When war did come, Russia, like the other powers, stumbled into it, though she was more unprepared than the rest. Indeed, Russia was caught short not only of guns and munitions, but also of meaningful war aims. It was only after the belated entry of Turkey into the war on the side of Germany that Russia was, in 1915, offered Constantinople and the straits at the war's conclusion. By then, however, such a prize was far too little to buoy popular support for the war in Russia.
The East Prussian Campaign
During the roughly three and one half years of Russia's involvement in the war, her army acquitted itself with respect. The historian A. J. P. Taylor has written that "despite all defeats and difficulties, the Russians fought heroically and made a decisive contribution to the course of the war." The Russian army alone campaigned on German soil during the war.

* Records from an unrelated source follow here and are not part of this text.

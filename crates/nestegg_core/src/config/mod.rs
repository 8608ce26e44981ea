//! Household configuration
//!
//! `HouseholdConfig` mirrors the JSON a household is described with: the
//! people, their income and spending, assets, debts and an optional spouse of
//! the same shape. Every field has a default, so a partial document is valid.
//! Dates stay as `YYYY-MM-DD` strings until a simulation is built from the
//! config; a bad or missing date is replaced then rather than rejected here.
//!
//! Run options that are not part of the household live in [`MonteCarloConfig`].
//!
//! # Builder DSL
//!
//! Tests and benchmarks build households in code:
//!
//! ```ignore
//! use nestegg_core::config::HouseholdBuilder;
//!
//! let config = HouseholdBuilder::new("Pat", "1970-04-01")
//!     .retirement_age(65.0)
//!     .monthly_living(4_000.0)
//!     .cushion(20_000.0)
//!     .cash(50_000.0)
//!     .tax_deferred("Work 401k", 400_000.0)
//!     .build();
//! ```

use std::collections::BTreeMap;
use std::path::PathBuf;

use jiff::civil::Date;
use serde::{Deserialize, Serialize};

use crate::date_math::{parse_date, start_of_month};
use crate::entropy::{DEFAULT_OFFSET_STRIDE, EntropyStream};
use crate::error::ConfigError;
use crate::model::{HORIZON_MONTHS, RiskProfile};

pub mod builder;

pub use builder::HouseholdBuilder;

fn default_retirement_age() -> f64 {
    65.0
}

fn default_social_security_age() -> f64 {
    67.0
}

fn default_runs() -> usize {
    1000
}

/// One person and, through `spouse`, their household.
#[derive(Debug, Clone, PartialEq, Serialize, Deserialize)]
#[serde(default)]
pub struct HouseholdConfig {
    pub name: String,
    pub birth_date: String,
    /// Tags such as `male` that add excess mortality hazard.
    pub risk_factors: Vec<String>,
    #[serde(default = "default_retirement_age")]
    pub retirement_age: f64,
    #[serde(default = "default_social_security_age")]
    pub social_security_age: f64,
    /// Monthly benefit when claimed at 62, at full retirement age and at 70.
    pub social_security_payouts: [f64; 3],
    pub health_care: HealthCareConfig,
    pub annual_salary: f64,
    pub monthly_living: f64,
    /// Cash reserve the household tries to keep on hand.
    pub cushion: f64,
    /// Monthly rent paid while no home is owned.
    pub rent: f64,
    /// Two-letter tax state code.
    pub state: String,
    pub children: BTreeMap<String, ChildConfig>,
    pub assets: AssetsConfig,
    pub risk_profile: RiskProfile,
    pub debts: BTreeMap<String, DebtConfig>,
    pub spouse: Option<Box<HouseholdConfig>>,
}

impl Default for HouseholdConfig {
    fn default() -> Self {
        Self {
            name: String::new(),
            birth_date: String::new(),
            risk_factors: Vec::new(),
            retirement_age: default_retirement_age(),
            social_security_age: default_social_security_age(),
            social_security_payouts: [0.0; 3],
            health_care: HealthCareConfig::default(),
            annual_salary: 0.0,
            monthly_living: 0.0,
            cushion: 0.0,
            rent: 0.0,
            state: String::new(),
            children: BTreeMap::new(),
            assets: AssetsConfig::default(),
            risk_profile: RiskProfile::default(),
            debts: BTreeMap::new(),
            spouse: None,
        }
    }
}

impl HouseholdConfig {
    pub fn from_json(json: &str) -> Result<Self, ConfigError> {
        Ok(serde_json::from_str(json)?)
    }

    pub fn to_json(&self) -> Result<String, ConfigError> {
        Ok(serde_json::to_string_pretty(self)?)
    }
}

#[derive(Debug, Clone, Default, PartialEq, Serialize, Deserialize)]
#[serde(default)]
pub struct HealthCareConfig {
    pub assisted_living: AssistedLivingConfig,
    /// Monthly premium at the start date.
    pub premium: f64,
    /// Out-of-pocket maximum charged when a health issue strikes.
    pub out_of_pocket: f64,
    /// Annual health-care inflation, as a fraction.
    pub inflation: f64,
}

/// Monthly assisted-living rates.
#[derive(Debug, Clone, Copy, Default, PartialEq, Serialize, Deserialize)]
#[serde(default)]
pub struct AssistedLivingConfig {
    pub basic_rate: f64,
    pub terminal_rate: f64,
}

#[derive(Debug, Clone, Default, PartialEq, Serialize, Deserialize)]
#[serde(default)]
pub struct ChildConfig {
    pub birth_date: String,
    /// Annual tuition per grade-year, starting at age 0.
    pub tuition: Vec<f64>,
}

#[derive(Debug, Clone, Default, PartialEq, Serialize, Deserialize)]
#[serde(default)]
pub struct DebtConfig {
    pub principal: f64,
    /// Annual interest rate, as a fraction.
    pub interest: f64,
    pub due_date: String,
}

#[derive(Debug, Clone, Default, PartialEq, Serialize, Deserialize)]
#[serde(default)]
pub struct AssetsConfig {
    pub cash: f64,
    /// Taxable brokerage accounts by name.
    pub slush_fund: BTreeMap<String, f64>,
    /// Tax-deferred retirement accounts by name.
    #[serde(rename = "401k")]
    pub tax_deferred: BTreeMap<String, f64>,
    /// Inherited IRAs by name.
    pub ira: BTreeMap<String, IraConfig>,
    pub home: Option<HomeConfig>,
    pub car: Option<CarConfig>,
}

#[derive(Debug, Clone, Default, PartialEq, Serialize, Deserialize)]
#[serde(default)]
pub struct IraConfig {
    pub balance: f64,
    pub inherit_date: String,
}

#[derive(Debug, Clone, Default, PartialEq, Serialize, Deserialize)]
#[serde(default)]
pub struct HomeConfig {
    pub value: f64,
    /// Mortgage principal still owed.
    pub principal: f64,
    pub interest: f64,
    pub due_date: String,
    /// Annual property tax as a fraction of value.
    pub property_tax: f64,
}

#[derive(Debug, Clone, Default, PartialEq, Serialize, Deserialize)]
#[serde(default)]
pub struct CarConfig {
    pub purchase_date: String,
    pub price: f64,
    /// Car loan principal still owed.
    pub principal: f64,
    pub interest: f64,
    pub due_date: String,
}

/// Parses a configured date, substituting `fallback` when the value is
/// missing or malformed.
pub fn date_or(field: &str, value: &str, fallback: Date) -> Date {
    if value.trim().is_empty() {
        return fallback;
    }
    match parse_date(value) {
        Some(date) => date,
        None => {
            tracing::warn!(field, value, %fallback, "unparseable date, substituting");
            fallback
        }
    }
}

/// Options for a batch of runs.
#[derive(Debug, Clone)]
pub struct MonteCarloConfig {
    pub runs: usize,
    /// First simulated month. Defaults to the first of the current month.
    pub start_date: Option<Date>,
    pub entropy: EntropyStream,
    /// Byte offset between consecutive runs in the entropy stream.
    pub offset_stride: u64,
    pub horizon_months: usize,
}

impl Default for MonteCarloConfig {
    fn default() -> Self {
        Self {
            runs: default_runs(),
            start_date: None,
            entropy: EntropyStream::default(),
            offset_stride: DEFAULT_OFFSET_STRIDE,
            horizon_months: HORIZON_MONTHS,
        }
    }
}

impl MonteCarloConfig {
    #[must_use]
    pub fn new(runs: usize) -> Self {
        Self {
            runs,
            ..Self::default()
        }
    }

    #[must_use]
    pub fn with_start_date(mut self, date: Date) -> Self {
        self.start_date = Some(date);
        self
    }

    #[must_use]
    pub fn with_entropy(mut self, entropy: EntropyStream) -> Self {
        self.entropy = entropy;
        self
    }

    #[must_use]
    pub fn with_entropy_file(self, path: impl Into<PathBuf>) -> Self {
        self.with_entropy(EntropyStream::File(path.into()))
    }

    pub fn start(&self) -> Date {
        self.start_date
            .unwrap_or_else(|| start_of_month(jiff::Zoned::now().date()))
    }

    /// Byte offset of run `index` in the entropy stream.
    pub fn offset(&self, index: usize) -> u64 {
        index as u64 * self.offset_stride
    }
}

Despite the fact that her war plans called for an offensive against the Austrians and a holding action against the Germans in the Polish salient, the Russians were persuaded by their allies to launch an offensive into Germany to relieve the beleaguered French. The result was an improvised invasion of East Prussia in August, 1914. The campaign can likely be credited with having saved Paris, but for the Russians it proved laden with hardships and foolish decisions.
From its very beginning the campaign was a fiasco. Two Russian army groups advanced into German territory, but the northern one moved so slowly that it failed to be a factor in the first decisive engagement, the battle of Tannenberg. Samsonov's southern army, lacking effective communications with its own units as well as with the northern force, was entrapped by the Germans, sustaining losses of over 300,000 and prompting Samsonov to commit suicide.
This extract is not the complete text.